(Collection entries)
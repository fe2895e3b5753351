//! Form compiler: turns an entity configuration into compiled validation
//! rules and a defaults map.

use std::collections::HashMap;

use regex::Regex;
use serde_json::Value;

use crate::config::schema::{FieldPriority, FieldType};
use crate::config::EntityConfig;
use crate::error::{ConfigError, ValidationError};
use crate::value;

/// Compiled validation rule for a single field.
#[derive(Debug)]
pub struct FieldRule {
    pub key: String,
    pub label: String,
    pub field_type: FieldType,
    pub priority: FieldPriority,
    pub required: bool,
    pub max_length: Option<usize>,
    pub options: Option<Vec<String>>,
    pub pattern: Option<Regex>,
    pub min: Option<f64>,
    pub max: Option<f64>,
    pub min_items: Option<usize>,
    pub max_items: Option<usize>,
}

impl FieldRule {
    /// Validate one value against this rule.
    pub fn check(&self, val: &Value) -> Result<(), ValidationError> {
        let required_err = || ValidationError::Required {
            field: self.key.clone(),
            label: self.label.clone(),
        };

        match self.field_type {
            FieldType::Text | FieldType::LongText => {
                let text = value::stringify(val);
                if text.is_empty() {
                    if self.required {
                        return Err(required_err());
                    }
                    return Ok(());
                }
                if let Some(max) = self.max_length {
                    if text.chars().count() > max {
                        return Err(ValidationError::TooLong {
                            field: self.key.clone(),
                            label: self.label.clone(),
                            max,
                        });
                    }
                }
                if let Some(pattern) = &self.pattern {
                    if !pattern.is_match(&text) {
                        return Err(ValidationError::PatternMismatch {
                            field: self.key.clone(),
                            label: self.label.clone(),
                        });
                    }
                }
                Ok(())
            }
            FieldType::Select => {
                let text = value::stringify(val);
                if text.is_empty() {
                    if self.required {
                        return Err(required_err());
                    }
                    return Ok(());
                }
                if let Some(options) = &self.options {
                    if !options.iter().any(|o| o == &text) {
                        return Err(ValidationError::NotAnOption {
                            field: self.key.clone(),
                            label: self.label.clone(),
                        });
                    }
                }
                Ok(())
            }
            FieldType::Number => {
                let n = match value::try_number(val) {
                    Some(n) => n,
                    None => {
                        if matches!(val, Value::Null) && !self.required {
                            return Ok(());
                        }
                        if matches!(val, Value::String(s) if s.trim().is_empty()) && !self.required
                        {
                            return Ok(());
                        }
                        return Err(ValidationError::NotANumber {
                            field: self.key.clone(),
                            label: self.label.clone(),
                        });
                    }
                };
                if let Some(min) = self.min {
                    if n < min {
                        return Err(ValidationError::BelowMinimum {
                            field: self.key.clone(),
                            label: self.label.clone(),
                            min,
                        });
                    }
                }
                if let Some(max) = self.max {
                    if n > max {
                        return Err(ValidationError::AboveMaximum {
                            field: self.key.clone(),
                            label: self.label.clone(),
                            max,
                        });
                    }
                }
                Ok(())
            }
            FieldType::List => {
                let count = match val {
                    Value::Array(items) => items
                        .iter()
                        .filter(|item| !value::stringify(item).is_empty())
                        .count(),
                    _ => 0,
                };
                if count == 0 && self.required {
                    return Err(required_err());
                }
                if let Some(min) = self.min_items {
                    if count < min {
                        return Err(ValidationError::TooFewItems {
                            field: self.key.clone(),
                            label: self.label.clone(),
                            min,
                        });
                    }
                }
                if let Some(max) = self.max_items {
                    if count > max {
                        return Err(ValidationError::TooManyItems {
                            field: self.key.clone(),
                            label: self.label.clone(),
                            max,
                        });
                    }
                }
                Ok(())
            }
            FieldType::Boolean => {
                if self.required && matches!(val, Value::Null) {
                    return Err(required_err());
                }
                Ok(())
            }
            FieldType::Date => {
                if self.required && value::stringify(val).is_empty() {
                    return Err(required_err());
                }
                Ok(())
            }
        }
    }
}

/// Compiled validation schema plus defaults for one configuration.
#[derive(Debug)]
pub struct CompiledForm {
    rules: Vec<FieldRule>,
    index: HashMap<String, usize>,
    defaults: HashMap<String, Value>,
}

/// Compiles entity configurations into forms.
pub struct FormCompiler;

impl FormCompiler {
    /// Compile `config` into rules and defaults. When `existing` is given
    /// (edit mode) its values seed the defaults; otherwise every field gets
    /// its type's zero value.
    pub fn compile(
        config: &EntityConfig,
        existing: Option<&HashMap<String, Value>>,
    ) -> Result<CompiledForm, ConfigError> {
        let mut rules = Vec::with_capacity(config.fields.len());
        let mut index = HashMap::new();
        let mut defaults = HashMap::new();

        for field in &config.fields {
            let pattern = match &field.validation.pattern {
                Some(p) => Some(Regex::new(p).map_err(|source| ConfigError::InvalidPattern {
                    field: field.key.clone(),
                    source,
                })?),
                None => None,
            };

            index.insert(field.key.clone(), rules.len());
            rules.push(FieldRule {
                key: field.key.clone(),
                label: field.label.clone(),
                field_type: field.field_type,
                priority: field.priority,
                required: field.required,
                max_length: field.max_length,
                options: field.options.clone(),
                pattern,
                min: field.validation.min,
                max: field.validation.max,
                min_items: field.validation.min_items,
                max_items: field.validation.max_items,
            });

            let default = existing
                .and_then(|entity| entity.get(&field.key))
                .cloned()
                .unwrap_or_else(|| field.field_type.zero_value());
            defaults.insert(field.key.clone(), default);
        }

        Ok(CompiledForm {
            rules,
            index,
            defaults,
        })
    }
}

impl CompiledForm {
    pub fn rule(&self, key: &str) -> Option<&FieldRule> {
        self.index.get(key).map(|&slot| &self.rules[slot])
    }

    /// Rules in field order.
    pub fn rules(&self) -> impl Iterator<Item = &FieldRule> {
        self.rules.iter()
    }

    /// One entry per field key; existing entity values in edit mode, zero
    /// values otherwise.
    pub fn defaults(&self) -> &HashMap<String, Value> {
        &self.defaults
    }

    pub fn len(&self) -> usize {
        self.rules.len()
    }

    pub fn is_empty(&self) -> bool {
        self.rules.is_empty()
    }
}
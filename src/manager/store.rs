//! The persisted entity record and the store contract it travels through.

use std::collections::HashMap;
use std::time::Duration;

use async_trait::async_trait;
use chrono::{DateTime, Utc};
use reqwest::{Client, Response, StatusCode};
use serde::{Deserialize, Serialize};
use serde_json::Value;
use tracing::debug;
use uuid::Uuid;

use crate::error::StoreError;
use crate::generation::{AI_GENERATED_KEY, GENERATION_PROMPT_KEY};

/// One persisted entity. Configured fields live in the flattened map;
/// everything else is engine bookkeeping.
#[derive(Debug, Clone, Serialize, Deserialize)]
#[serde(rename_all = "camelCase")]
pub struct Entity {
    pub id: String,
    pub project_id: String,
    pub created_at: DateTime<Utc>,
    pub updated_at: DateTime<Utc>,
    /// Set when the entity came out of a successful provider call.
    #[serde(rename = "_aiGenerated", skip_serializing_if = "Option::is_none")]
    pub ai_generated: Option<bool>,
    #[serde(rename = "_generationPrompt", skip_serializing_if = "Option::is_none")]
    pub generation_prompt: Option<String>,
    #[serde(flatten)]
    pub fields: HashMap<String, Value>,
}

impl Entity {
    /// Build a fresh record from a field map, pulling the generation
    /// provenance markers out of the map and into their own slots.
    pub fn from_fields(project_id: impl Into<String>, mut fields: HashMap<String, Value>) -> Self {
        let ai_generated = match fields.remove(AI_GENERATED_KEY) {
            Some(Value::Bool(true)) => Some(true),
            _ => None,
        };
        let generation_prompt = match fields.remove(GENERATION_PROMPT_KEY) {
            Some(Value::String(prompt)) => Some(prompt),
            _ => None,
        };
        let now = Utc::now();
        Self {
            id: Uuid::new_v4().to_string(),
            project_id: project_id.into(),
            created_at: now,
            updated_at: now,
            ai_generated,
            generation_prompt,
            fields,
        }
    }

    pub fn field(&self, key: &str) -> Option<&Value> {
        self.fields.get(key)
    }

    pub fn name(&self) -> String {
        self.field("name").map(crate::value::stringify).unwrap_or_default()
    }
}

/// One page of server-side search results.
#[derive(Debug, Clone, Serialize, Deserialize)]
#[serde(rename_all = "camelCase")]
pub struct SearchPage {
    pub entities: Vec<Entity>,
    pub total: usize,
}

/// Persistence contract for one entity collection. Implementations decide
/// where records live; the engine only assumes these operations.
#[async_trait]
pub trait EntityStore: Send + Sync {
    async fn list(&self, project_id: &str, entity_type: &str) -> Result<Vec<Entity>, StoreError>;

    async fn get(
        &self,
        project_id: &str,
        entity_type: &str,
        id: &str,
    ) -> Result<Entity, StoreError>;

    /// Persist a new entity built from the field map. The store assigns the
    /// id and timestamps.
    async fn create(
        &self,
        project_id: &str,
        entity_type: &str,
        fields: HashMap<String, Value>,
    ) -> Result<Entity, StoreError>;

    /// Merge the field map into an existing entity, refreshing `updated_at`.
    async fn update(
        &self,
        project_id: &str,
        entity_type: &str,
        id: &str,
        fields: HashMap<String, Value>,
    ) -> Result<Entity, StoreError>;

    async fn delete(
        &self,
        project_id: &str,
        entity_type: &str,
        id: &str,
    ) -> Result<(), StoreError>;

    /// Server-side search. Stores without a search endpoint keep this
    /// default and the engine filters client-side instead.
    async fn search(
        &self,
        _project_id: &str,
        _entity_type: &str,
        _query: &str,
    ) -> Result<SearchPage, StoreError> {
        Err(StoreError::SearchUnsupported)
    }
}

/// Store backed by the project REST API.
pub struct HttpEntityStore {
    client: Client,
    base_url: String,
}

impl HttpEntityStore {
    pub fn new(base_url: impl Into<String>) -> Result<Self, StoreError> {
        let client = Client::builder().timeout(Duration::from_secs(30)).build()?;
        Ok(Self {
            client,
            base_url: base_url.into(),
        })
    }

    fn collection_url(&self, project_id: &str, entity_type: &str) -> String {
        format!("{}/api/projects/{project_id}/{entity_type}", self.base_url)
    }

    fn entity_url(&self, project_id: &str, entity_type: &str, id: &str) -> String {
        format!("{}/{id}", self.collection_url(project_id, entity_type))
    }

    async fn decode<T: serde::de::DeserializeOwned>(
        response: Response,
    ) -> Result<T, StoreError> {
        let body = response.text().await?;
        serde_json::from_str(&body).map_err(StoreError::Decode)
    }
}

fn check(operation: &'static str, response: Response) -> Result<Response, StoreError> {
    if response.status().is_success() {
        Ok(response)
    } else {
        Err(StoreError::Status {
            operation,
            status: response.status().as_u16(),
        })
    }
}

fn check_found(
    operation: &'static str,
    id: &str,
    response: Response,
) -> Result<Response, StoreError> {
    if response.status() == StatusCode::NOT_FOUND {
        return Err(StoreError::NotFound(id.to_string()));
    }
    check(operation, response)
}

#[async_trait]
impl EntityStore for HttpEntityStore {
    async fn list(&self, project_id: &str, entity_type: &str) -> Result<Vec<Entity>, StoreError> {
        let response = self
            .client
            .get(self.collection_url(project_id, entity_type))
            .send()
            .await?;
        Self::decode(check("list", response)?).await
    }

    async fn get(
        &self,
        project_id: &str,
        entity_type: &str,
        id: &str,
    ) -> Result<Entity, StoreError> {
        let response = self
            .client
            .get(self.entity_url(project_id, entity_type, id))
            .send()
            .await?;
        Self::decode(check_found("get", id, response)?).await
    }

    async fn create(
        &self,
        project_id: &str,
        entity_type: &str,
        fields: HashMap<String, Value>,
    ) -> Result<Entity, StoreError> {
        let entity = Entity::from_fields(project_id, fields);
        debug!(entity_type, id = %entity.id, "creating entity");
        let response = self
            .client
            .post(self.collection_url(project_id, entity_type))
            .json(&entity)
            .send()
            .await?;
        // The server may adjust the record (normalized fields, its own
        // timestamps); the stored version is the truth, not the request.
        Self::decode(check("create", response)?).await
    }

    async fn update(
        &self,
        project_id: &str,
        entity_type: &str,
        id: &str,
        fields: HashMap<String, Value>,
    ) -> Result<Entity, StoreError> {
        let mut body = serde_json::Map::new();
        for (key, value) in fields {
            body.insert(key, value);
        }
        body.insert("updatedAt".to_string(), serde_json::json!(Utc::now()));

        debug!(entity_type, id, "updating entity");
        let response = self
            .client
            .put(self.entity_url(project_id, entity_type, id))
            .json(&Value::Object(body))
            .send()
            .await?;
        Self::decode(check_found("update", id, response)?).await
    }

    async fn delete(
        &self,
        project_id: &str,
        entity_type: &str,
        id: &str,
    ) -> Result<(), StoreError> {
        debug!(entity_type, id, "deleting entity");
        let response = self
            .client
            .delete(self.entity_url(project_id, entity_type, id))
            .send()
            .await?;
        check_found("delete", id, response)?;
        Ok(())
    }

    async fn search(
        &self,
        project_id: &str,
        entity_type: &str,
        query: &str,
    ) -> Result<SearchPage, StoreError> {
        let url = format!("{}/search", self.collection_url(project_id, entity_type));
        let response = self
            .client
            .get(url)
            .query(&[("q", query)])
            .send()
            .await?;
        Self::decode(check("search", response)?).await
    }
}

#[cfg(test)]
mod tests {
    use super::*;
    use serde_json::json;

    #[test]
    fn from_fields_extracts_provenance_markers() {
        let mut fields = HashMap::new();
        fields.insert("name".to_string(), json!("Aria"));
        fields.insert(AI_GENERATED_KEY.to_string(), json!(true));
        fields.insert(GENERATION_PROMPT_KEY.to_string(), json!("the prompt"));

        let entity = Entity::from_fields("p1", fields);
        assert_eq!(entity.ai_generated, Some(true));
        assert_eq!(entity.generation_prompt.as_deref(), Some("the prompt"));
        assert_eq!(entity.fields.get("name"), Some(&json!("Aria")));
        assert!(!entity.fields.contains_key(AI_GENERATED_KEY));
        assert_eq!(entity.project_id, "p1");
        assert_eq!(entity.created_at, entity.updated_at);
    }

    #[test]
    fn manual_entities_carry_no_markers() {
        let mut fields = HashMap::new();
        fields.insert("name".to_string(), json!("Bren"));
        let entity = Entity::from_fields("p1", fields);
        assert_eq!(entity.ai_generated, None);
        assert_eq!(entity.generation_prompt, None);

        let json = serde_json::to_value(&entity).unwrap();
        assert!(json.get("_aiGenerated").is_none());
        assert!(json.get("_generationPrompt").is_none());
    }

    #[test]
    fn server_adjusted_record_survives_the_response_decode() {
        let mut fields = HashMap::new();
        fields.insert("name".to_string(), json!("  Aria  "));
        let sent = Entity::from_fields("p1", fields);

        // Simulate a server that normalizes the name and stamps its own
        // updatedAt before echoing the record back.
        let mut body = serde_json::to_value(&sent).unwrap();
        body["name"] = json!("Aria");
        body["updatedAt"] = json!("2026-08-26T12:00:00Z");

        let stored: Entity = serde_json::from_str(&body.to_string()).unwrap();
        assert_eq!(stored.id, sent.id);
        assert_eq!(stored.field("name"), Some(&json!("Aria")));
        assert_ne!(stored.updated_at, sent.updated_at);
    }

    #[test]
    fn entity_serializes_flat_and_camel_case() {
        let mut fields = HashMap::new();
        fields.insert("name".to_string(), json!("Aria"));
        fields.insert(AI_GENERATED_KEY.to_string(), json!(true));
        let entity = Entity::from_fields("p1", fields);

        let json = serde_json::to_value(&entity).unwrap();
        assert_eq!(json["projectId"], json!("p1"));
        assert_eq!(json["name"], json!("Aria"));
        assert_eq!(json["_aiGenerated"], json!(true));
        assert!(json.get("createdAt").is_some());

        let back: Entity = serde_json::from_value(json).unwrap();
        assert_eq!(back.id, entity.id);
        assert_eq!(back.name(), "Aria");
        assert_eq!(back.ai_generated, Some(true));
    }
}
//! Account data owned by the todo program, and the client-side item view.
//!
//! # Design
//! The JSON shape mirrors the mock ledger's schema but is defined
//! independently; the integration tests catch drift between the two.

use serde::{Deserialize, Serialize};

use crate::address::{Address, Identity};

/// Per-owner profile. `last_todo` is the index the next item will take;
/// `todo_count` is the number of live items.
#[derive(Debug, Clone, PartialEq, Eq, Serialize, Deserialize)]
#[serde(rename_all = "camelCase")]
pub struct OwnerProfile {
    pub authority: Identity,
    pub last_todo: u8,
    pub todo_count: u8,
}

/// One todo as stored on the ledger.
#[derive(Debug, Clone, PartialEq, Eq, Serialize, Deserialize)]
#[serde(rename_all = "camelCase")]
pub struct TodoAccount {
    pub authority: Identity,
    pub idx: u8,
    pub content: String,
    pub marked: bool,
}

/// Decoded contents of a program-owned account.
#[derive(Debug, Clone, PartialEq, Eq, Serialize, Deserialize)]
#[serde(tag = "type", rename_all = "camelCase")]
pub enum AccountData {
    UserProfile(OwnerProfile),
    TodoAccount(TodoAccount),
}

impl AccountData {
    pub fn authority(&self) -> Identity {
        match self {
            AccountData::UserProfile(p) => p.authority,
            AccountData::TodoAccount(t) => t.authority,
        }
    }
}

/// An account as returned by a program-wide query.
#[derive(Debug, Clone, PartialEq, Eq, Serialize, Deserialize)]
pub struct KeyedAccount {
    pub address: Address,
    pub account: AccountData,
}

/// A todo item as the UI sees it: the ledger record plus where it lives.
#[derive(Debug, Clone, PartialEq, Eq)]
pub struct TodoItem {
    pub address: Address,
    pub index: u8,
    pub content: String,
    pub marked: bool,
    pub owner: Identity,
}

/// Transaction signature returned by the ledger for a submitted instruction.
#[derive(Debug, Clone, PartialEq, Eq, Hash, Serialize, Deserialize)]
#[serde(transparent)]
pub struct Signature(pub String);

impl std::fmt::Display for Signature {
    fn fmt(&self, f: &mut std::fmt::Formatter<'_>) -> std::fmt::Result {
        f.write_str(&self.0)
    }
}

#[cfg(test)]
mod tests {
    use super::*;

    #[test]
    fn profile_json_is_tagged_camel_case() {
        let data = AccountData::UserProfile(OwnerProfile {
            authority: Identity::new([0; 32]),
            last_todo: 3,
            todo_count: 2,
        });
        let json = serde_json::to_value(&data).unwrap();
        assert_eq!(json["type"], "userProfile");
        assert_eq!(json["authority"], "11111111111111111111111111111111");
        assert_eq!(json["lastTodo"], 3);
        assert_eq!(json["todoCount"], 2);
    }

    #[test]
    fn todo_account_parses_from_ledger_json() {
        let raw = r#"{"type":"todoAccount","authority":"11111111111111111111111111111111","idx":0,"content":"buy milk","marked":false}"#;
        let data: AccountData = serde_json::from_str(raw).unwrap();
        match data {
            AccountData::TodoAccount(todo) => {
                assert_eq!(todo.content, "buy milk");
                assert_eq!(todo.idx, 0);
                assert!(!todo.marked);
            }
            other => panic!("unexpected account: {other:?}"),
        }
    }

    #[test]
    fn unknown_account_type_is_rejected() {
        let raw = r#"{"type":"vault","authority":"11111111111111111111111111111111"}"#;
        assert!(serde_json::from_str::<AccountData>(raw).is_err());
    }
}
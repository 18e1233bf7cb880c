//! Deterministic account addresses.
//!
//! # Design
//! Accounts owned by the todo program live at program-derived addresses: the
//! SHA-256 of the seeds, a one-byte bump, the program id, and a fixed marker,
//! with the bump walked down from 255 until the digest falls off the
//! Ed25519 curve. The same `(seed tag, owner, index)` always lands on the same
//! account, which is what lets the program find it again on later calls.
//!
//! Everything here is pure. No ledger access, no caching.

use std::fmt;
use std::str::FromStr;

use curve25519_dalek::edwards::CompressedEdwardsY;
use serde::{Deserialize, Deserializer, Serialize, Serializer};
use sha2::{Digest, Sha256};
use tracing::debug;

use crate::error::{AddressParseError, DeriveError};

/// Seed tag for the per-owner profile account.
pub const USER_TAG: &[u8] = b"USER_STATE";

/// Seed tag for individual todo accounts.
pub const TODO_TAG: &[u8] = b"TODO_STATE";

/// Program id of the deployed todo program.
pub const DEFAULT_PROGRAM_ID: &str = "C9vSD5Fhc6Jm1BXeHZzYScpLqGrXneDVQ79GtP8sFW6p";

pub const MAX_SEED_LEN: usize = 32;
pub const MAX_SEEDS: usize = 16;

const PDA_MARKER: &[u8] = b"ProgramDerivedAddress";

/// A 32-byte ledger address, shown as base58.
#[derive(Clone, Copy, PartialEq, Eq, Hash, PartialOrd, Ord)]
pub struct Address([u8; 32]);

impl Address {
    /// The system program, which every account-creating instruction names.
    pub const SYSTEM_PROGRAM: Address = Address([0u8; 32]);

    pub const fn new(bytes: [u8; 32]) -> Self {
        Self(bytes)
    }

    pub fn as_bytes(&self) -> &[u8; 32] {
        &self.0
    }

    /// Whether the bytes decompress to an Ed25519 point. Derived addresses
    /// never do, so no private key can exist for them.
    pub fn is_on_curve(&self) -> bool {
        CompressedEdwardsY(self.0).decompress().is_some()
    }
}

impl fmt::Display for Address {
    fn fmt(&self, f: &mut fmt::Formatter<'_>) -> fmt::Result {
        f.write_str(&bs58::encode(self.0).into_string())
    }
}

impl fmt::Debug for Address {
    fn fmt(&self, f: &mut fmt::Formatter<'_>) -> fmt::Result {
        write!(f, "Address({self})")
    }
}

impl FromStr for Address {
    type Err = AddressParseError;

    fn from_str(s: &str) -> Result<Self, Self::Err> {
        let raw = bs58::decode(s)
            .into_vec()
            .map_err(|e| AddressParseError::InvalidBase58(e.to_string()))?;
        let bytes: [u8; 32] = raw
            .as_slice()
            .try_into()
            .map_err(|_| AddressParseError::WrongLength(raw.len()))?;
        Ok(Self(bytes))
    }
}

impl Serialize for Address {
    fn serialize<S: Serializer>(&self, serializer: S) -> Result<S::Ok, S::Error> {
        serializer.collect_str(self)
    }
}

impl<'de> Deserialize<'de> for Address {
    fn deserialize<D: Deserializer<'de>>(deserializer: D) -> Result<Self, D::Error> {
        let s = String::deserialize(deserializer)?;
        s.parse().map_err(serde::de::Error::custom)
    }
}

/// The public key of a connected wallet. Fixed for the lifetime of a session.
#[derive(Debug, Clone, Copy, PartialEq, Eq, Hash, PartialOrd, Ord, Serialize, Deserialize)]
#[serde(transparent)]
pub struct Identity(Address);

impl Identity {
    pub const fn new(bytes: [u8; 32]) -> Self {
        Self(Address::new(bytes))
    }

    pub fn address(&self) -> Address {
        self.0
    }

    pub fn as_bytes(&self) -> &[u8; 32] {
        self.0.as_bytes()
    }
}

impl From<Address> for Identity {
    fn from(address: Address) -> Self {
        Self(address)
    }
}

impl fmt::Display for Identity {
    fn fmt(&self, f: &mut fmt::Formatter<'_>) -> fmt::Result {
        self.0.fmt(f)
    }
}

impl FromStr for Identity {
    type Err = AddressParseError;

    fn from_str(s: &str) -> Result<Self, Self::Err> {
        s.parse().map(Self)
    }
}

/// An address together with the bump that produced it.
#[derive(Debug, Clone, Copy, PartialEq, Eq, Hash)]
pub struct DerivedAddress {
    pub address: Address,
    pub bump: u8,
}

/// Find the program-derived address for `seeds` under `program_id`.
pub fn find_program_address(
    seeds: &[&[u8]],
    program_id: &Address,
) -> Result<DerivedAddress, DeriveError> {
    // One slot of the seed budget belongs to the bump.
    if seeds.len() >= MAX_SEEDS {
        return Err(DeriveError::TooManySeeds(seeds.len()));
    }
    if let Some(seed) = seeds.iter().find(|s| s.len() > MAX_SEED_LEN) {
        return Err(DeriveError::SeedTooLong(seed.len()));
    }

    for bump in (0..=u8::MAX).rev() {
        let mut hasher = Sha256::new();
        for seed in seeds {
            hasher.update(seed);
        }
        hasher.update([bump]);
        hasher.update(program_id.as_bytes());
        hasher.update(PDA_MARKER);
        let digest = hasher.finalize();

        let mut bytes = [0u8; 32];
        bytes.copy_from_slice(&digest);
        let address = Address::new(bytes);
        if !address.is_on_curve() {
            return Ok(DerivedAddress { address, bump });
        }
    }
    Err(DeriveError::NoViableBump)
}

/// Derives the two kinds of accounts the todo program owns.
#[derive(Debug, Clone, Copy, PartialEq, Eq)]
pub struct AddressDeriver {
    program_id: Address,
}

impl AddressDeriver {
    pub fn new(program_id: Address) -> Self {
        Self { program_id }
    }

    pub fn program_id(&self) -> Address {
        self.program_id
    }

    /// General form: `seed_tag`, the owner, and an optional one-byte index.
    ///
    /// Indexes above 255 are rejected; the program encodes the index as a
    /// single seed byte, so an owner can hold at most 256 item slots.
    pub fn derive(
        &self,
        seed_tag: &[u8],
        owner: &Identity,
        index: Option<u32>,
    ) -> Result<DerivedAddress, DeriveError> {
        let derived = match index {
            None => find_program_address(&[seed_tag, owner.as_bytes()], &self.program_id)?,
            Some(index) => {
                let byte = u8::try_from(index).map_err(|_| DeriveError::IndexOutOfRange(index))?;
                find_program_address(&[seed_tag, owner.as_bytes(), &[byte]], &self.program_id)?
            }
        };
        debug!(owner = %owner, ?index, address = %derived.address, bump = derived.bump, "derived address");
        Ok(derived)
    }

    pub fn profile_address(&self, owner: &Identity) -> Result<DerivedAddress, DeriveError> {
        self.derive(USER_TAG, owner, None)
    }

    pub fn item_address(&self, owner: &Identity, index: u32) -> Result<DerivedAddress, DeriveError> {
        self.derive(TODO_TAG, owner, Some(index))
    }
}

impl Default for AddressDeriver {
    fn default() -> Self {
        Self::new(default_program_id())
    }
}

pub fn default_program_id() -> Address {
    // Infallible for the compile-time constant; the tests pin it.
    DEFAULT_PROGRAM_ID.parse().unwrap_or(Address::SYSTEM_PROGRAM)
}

● ABOUT THIS EXERCISE:
State how many lines in the entries above hold the word "FormCompiler", with no further text.

● ANSWER TO THIS TASK:
2